- _TASK INPUT_
*** Begin section ***
//! Directory scanning and classification.
//!
//! The scanner lists the regular files directly inside one directory,
//! assigns each a category from the [`CategoryTable`] it was given, and
//! optionally records a content checksum. Its [`ScanResult`] is the input
//! document of the planner.

use crate::checksum::Checksum;
use crate::config::CompiledFilters;
use crate::file_category::{CategoryMap, CategoryTable};
use crate::timestamp;
use chrono::{DateTime, Utc};
use serde::{Deserialize, Serialize};
use std::fs::{self, DirEntry};
use std::io;
use std::path::{Path, PathBuf};
use thiserror::Error;
use tracing::{debug, warn};

/// One scanned file.
#[derive(Debug, Clone, PartialEq, Serialize, Deserialize)]
pub struct FileRecord {
    /// Base name, e.g. `report.pdf`.
    pub name: String,
    /// Absolute path of the file.
    pub path: PathBuf,
    /// Extension including the leading dot, or empty.
    pub extension: String,
    /// Size in bytes.
    pub size: u64,
    /// Last modification time.
    #[serde(deserialize_with = "timestamp::deserialize")]
    pub modified: DateTime<Utc>,
    pub category: String,
    #[serde(default, skip_serializing_if = "Option::is_none")]
    pub sha256: Option<Checksum>,
}

/// Count and total size of the files in one category.
#[derive(Debug, Clone, Copy, Default, PartialEq, Eq, Serialize, Deserialize)]
pub struct CategoryStats {
    pub count: usize,
    pub size: u64,
}

/// Aggregate statistics of a scan.
#[derive(Debug, Clone, Default, PartialEq, Eq, Serialize, Deserialize)]
pub struct ScanStats {
    pub total_files: usize,
    pub total_size: u64,
    /// Only categories that received at least one file.
    pub by_category: CategoryMap<CategoryStats>,
}

/// Result of scanning a directory.
///
/// Every category of the table appears in `files`, in table order, even when
/// no file matched it.
#[derive(Debug, Clone, PartialEq, Serialize, Deserialize)]
pub struct ScanResult {
    #[serde(deserialize_with = "timestamp::deserialize")]
    pub scan_time: DateTime<Utc>,
    /// Absolute path of the scanned directory.
    pub directory: PathBuf,
    pub stats: ScanStats,
    pub files: CategoryMap<Vec<FileRecord>>,
}

impl ScanResult {
    /// Iterates over every record, category by category.
    pub fn records(&self) -> impl Iterator<Item = &FileRecord> {
        self.files.iter().flat_map(|(_, records)| records.iter())
    }
}

/// Errors that abort a scan.
#[derive(Debug, Error)]
pub enum ScanError {
    #[error("Directory not found: {}", .0.display())]
    NotFound(PathBuf),

    #[error("Not a directory: {}", .0.display())]
    NotADirectory(PathBuf),

    #[error("Error reading directory {}: {source}", path.display())]
    ReadDir { path: PathBuf, source: io::Error },
}

/// Scans one directory level and classifies its files.
pub struct Scanner<'a> {
    table: &'a CategoryTable,
    filters: Option<&'a CompiledFilters>,
    include_hash: bool,
}

impl<'a> Scanner<'a> {
    pub fn new(table: &'a CategoryTable) -> Self {
        Self {
            table,
            filters: None,
            include_hash: false,
        }
    }

    /// Restricts the scan to files accepted by `filters`.
    pub fn with_filters(mut self, filters: &'a CompiledFilters) -> Self {
        self.filters = Some(filters);
        self
    }

    /// Enables SHA-256 checksums for every scanned file.
    pub fn with_hash(mut self, include_hash: bool) -> Self {
        self.include_hash = include_hash;
        self
    }

    /// Scans `directory` (non-recursively).
    ///
    /// # Errors
    ///
    /// Returns [`ScanError::NotFound`] or [`ScanError::NotADirectory`] for a
    /// bad path, and [`ScanError::ReadDir`] if the listing itself fails.
    /// Problems with individual entries are logged and the entry is skipped;
    /// an unreadable file only yields an error checksum.
    pub fn scan(&self, directory: &Path) -> Result<ScanResult, ScanError> {
        let read_dir_error = |e: io::Error| ScanError::ReadDir {
            path: directory.to_path_buf(),
            source: e,
        };

        let metadata = fs::metadata(directory).map_err(|e| {
            if e.kind() == io::ErrorKind::NotFound {
                ScanError::NotFound(directory.to_path_buf())
            } else {
                read_dir_error(e)
            }
        })?;
        if !metadata.is_dir() {
            return Err(ScanError::NotADirectory(directory.to_path_buf()));
        }

        let directory = std::path::absolute(directory).map_err(read_dir_error)?;
        let entries = fs::read_dir(&directory).map_err(read_dir_error)?;

        let mut files: CategoryMap<Vec<FileRecord>> = CategoryMap::new();
        for name in self.table.category_names() {
            files.insert(name, Vec::new());
        }

        for entry in entries {
            let entry = match entry {
                Ok(entry) => entry,
                Err(e) => {
                    warn!(directory = %directory.display(), error = %e, "skipping unreadable entry");
                    continue;
                }
            };

            if let Some(record) = self.scan_entry(&entry)
                && let Some(bucket) = files.get_mut(&record.category)
            {
                bucket.push(record);
            }
        }

        let stats = compute_stats(&files);
        Ok(ScanResult {
            scan_time: Utc::now(),
            directory,
            stats,
            files,
        })
    }

    /// Builds the record for one directory entry, or `None` if the entry is
    /// not part of the scan.
    fn scan_entry(&self, entry: &DirEntry) -> Option<FileRecord> {
        let path = entry.path();

        match entry.file_type() {
            Ok(file_type) if file_type.is_file() => {}
            Ok(_) => {
                debug!(path = %path.display(), "skipping non-regular entry");
                return None;
            }
            Err(e) => {
                warn!(path = %path.display(), error = %e, "skipping entry with unknown type");
                return None;
            }
        }

        let Some(name) = entry.file_name().to_str().map(str::to_owned) else {
            warn!(path = %path.display(), "skipping file with a non UTF-8 name");
            return None;
        };

        if let Some(filters) = self.filters
            && !filters.should_include(&name)
        {
            debug!(file = %name, "excluded by filters");
            return None;
        }

        let metadata = match entry.metadata() {
            Ok(metadata) => metadata,
            Err(e) => {
                warn!(path = %path.display(), error = %e, "skipping file without metadata");
                return None;
            }
        };
        let modified = match metadata.modified() {
            Ok(time) => DateTime::<Utc>::from(time),
            Err(e) => {
                warn!(path = %path.display(), error = %e, "skipping file without modification time");
                return None;
            }
        };

        let extension = Path::new(&name)
            .extension()
            .map(|ext| ext.to_string_lossy())
            .filter(|ext| !ext.is_empty())
            .map(|ext| format!(".{}", ext))
            .unwrap_or_default();
        let category = self.table.classify(&extension).to_string();
        let sha256 = self.include_hash.then(|| Checksum::of_file(&path));

        Some(FileRecord {
            name,
            path,
            extension,
            size: metadata.len(),
            modified,
            category,
            sha256,
        })
    }
}

fn compute_stats(files: &CategoryMap<Vec<FileRecord>>) -> ScanStats {
    let mut stats = ScanStats::default();
    for (category, records) in files.iter() {
        if records.is_empty() {
            continue;
        }
        let size: u64 = records.iter().map(|r| r.size).sum();
        stats.total_files += records.len();
        stats.total_size += size;
        stats.by_category.insert(
            category,
            CategoryStats {
                count: records.len(),
                size,
            },
        );
    }
    stats
}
*** End section ***
- _INSTRUCTIONS FOR THE TASK_
Reply with the number of lines above in which the word "ReadDir" appears, and with nothing else.

- _RESPONSE FOR THIS EXERCISE_
3